In his June 10 testimony, Kurilla claimed that if Iran were to decide to “sprint to a nuclear weapon”, it had enough stockpiles and centrifuges to produce up to 25kg (55lb) of weapons-grade uranium in “roughly one week” and enough to build up to 10 weapons in three weeks.

But Grossi, in the CNN interview on Tuesday, suggested a very different timeline.

“Certainly, it was not for tomorrow, maybe not a matter of years,” he said. “I don’t think it was a matter of years.”

And neither Kurilla, a military commander, nor Grossi, the boss of the UN’s nuclear regulator, have indicated how long they think it might take a country to actually build atomic weapons once they have a stockpile of weapons-grade uranium, even if that were Iran’s intention.

Kelsey Davenport, director for nonproliferation policy at the US-based nonprofit Arms Control Association, suggested Israel also knows that Iran has no imminent ability to build a bomb.

“If there was truly an imminent proliferation risk, if Israel really thought that Iran was dashing towards a nuclear weapon, I think there would have been a much more sustained campaign trying to disrupt activities at Fordow and other activities at the Natanz site,” she told Al Jazeera, referring to Iranian nuclear facilities.

Are there echoes of 2003 and WMDs in the current debate?

To several observers of the Middle East, there are.

In the lead-up to the 2003 US invasion of Iraq, the US and the United Kingdom asserted that Iraq possessed WMDs, including chemical and biological weapons, and that it was pursuing a nuclear weapons programme.

These claims were central to justifying military action under the argument that Iraq posed an imminent threat to regional and global security.
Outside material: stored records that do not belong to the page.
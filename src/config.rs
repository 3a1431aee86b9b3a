//! Configuration types for downloads, mask generation and image fetching

use crate::error::{Result, SamPrepError};
use serde::{Deserialize, Serialize};
use std::path::PathBuf;
use std::time::Duration;

/// Segment Anything ViT-H checkpoint published by Meta
pub const DEFAULT_CHECKPOINT_URL: &str =
    "https://dl.fbaipublicfiles.com/segment_anything/sam_vit_h_4b8939.pth";

/// File name used for the default checkpoint inside the cache directory
pub const DEFAULT_CHECKPOINT_NAME: &str = "sam_vit_h_4b8939.pth";

/// Any existing checkpoint smaller than this is treated as truncated (2 GiB)
pub const DEFAULT_MIN_CHECKPOINT_SIZE: u64 = 2 * 1024 * 1024 * 1024;

/// Endpoint used to check connectivity before a large transfer
pub const DEFAULT_PROBE_URL: &str = "https://www.google.com";

/// Browser-like client identifier; some CDNs reject unknown agents
pub const DEFAULT_USER_AGENT: &str = "Mozilla/5.0 (Windows NT 10.0; Win64; x64) AppleWebKit/537.36 (KHTML, like Gecko) Chrome/91.0.4472.124 Safari/537.36";

/// Size of a single body chunk (1 MiB)
pub const DEFAULT_CHUNK_SIZE: usize = 1024 * 1024;

/// Default encoder/decoder file names for the exported SAM ONNX graphs
pub const DEFAULT_ENCODER_NAME: &str = "sam_vit_h_4b8939_encoder.onnx";
pub const DEFAULT_DECODER_NAME: &str = "sam_vit_h_4b8939_decoder.onnx";

/// Execution provider options for ONNX Runtime
#[derive(Debug, Clone, Copy, PartialEq, Eq, Serialize, Deserialize, Default)]
pub enum ExecutionProvider {
    /// Auto-detect best available provider (CUDA > `CoreML` > CPU)
    #[default]
    Auto,
    /// CPU execution (always available)
    Cpu,
    /// NVIDIA CUDA GPU acceleration
    Cuda,
    /// Apple Silicon acceleration
    CoreMl,
}

impl std::fmt::Display for ExecutionProvider {
    fn fmt(&self, f: &mut std::fmt::Formatter<'_>) -> std::fmt::Result {
        match self {
            Self::Auto => write!(f, "auto"),
            Self::Cpu => write!(f, "cpu"),
            Self::Cuda => write!(f, "cuda"),
            Self::CoreMl => write!(f, "coreml"),
        }
    }
}

impl std::str::FromStr for ExecutionProvider {
    type Err = SamPrepError;

    fn from_str(s: &str) -> Result<Self> {
        match s.trim().to_ascii_lowercase().as_str() {
            "auto" => Ok(Self::Auto),
            "cpu" => Ok(Self::Cpu),
            "cuda" => Ok(Self::Cuda),
            "coreml" => Ok(Self::CoreMl),
            other => Err(SamPrepError::invalid_config(format!(
                "Unknown execution provider '{}'. Expected one of: auto, cpu, cuda, coreml",
                other
            ))),
        }
    }
}

/// Network and streaming settings for the checkpoint downloader
#[derive(Debug, Clone, PartialEq, Eq, Serialize, Deserialize)]
pub struct FetchConfig {
    /// Endpoint probed before the transfer (`None` skips the probe)
    pub probe_url: Option<String>,

    /// Timeout for the connectivity probe
    pub probe_timeout: Duration,

    /// TCP/TLS connect timeout for the transfer
    pub connect_timeout: Duration,

    /// Maximum wait for response headers and for each body chunk
    pub read_timeout: Duration,

    /// Bytes per chunk written to disk and reported as progress
    pub chunk_size: usize,

    /// Value of the `User-Agent` header
    pub user_agent: String,
}

impl Default for FetchConfig {
    fn default() -> Self {
        Self {
            probe_url: Some(DEFAULT_PROBE_URL.to_string()),
            probe_timeout: Duration::from_secs(5),
            connect_timeout: Duration::from_secs(30),
            read_timeout: Duration::from_secs(30),
            chunk_size: DEFAULT_CHUNK_SIZE,
            user_agent: DEFAULT_USER_AGENT.to_string(),
        }
    }
}

impl FetchConfig {
    /// Create a new configuration builder
    #[must_use]
    pub fn builder() -> FetchConfigBuilder {
        FetchConfigBuilder::default()
    }

    /// Validate the configuration
    ///
    /// # Errors
    /// - Zero chunk size
    /// - Zero timeouts
    /// - Empty user agent or probe URL
    pub fn validate(&self) -> Result<()> {
        if self.chunk_size == 0 {
            return Err(SamPrepError::invalid_config(
                "Chunk size must be greater than zero",
            ));
        }

        for (name, value) in [
            ("probe timeout", self.probe_timeout),
            ("connect timeout", self.connect_timeout),
            ("read timeout", self.read_timeout),
        ] {
            if value.is_zero() {
                return Err(SamPrepError::invalid_config(format!(
                    "{} must be greater than zero",
                    name
                )));
            }
        }

        if self.user_agent.trim().is_empty() {
            return Err(SamPrepError::invalid_config("User agent cannot be empty"));
        }

        if let Some(probe) = &self.probe_url {
            if probe.trim().is_empty() {
                return Err(SamPrepError::invalid_config(
                    "Probe URL cannot be empty (omit it to skip the probe)",
                ));
            }
        }

        Ok(())
    }
}

/// Builder for [`FetchConfig`]
#[derive(Debug, Default)]
pub struct FetchConfigBuilder {
    config: FetchConfig,
}

impl FetchConfigBuilder {
    #[must_use]
    pub fn probe_url<S: Into<String>>(mut self, url: S) -> Self {
        self.config.probe_url = Some(url.into());
        self
    }

    #[must_use]
    pub fn no_probe(mut self) -> Self {
        self.config.probe_url = None;
        self
    }

    #[must_use]
    pub fn probe_timeout(mut self, timeout: Duration) -> Self {
        self.config.probe_timeout = timeout;
        self
    }

    #[must_use]
    pub fn connect_timeout(mut self, timeout: Duration) -> Self {
        self.config.connect_timeout = timeout;
        self
    }

    #[must_use]
    pub fn read_timeout(mut self, timeout: Duration) -> Self {
        self.config.read_timeout = timeout;
        self
    }

    #[must_use]
    pub fn chunk_size(mut self, size: usize) -> Self {
        self.config.chunk_size = size;
        self
    }

    #[must_use]
    pub fn user_agent<S: Into<String>>(mut self, agent: S) -> Self {
        self.config.user_agent = agent.into();
        self
    }

    /// Build and validate the configuration
    ///
    /// # Errors
    /// - Any rule checked by [`FetchConfig::validate`]
    pub fn build(self) -> Result<FetchConfig> {
        self.config.validate()?;
        Ok(self.config)
    }
}

/// Paths of an exported Segment Anything model
#[derive(Debug, Clone, PartialEq, Eq, Serialize, Deserialize)]
pub struct SamModelFiles {
    /// Image encoder graph (the large file)
    pub encoder: PathBuf,
    /// Prompt/mask decoder graph
    pub decoder: PathBuf,
}

impl SamModelFiles {
    #[must_use]
    pub fn new<E: Into<PathBuf>, D: Into<PathBuf>>(encoder: E, decoder: D) -> Self {
        Self {
            encoder: encoder.into(),
            decoder: decoder.into(),
        }
    }

    /// Check that both graphs exist and the encoder is not truncated
    ///
    /// # Errors
    /// - Either file is missing
    /// - Encoder is smaller than `min_encoder_size`
    pub fn validate(&self, min_encoder_size: u64) -> Result<()> {
        for path in [&self.encoder, &self.decoder] {
            if !path.is_file() {
                return Err(SamPrepError::model_error_with_context(
                    "locate",
                    path,
                    "file does not exist",
                    &["run `sam-prep download` or pass --encoder/--decoder"],
                ));
            }
        }

        let size = std::fs::metadata(&self.encoder)
            .map_err(|e| SamPrepError::file_io_error("read metadata of", &self.encoder, &e))?
            .len();
        if size < min_encoder_size {
            return Err(SamPrepError::model_error_with_context(
                "validate",
                &self.encoder,
                &format!(
                    "file is {:.1} GB, expected at least {:.1} GB and it may be corrupted",
                    size as f64 / GIB,
                    min_encoder_size as f64 / GIB
                ),
                &["re-run `sam-prep download`"],
            ));
        }

        Ok(())
    }
}

const GIB: f64 = 1024.0 * 1024.0 * 1024.0;

/// Configuration for the mask generator
#[derive(Debug, Clone, PartialEq, Serialize, Deserialize)]
pub struct SegmentConfig {
    /// Model graphs to load
    pub model_files: SamModelFiles,

    /// Minimum encoder size accepted as a complete file
    pub min_model_size: u64,

    /// Execution provider for ONNX Runtime
    pub execution_provider: ExecutionProvider,

    /// Number of intra-op threads for inference (0 = auto)
    pub intra_threads: usize,

    /// Where masks are written (`None` = `<input>/masks`)
    pub output_dir: Option<PathBuf>,

    /// Logit threshold above which a pixel belongs to the mask
    pub mask_threshold: f32,
}

impl SegmentConfig {
    #[must_use]
    pub fn new(model_files: SamModelFiles) -> Self {
        Self {
            model_files,
            min_model_size: DEFAULT_MIN_CHECKPOINT_SIZE,
            execution_provider: ExecutionProvider::default(),
            intra_threads: 0,
            output_dir: None,
            mask_threshold: 0.0,
        }
    }

    /// Validate the configuration without touching the model files
    ///
    /// # Errors
    /// - Non-finite mask threshold
    pub fn validate(&self) -> Result<()> {
        if !self.mask_threshold.is_finite() {
            return Err(SamPrepError::invalid_config(format!(
                "Mask threshold must be finite, got {}",
                self.mask_threshold
            )));
        }
        Ok(())
    }
}

/// Configuration for the image batch downloader
#[derive(Debug, Clone, PartialEq, Eq, Serialize, Deserialize)]
pub struct ImageFetchConfig {
    /// Total timeout per image request
    pub request_timeout: Duration,
    /// Value of the `User-Agent` header
    pub user_agent: String,
}

impl Default for ImageFetchConfig {
    fn default() -> Self {
        Self {
            request_timeout: Duration::from_secs(30),
            user_agent: DEFAULT_USER_AGENT.to_string(),
        }
    }
}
The US intelligence assessments at the time, including the 2002 National Intelligence Estimate, supported this view although with varying degrees of confidence.

After the invasion, extensive searches found no active WMD programmes in Iraq.

Subsequent investigations, including those by the US Senate Intelligence Committee and the UK’s Chilcot Inquiry, concluded that the intelligence was deeply flawed and was politicised by leaders to overstate Iraq’s WMD capabilities to build a case for the invasion.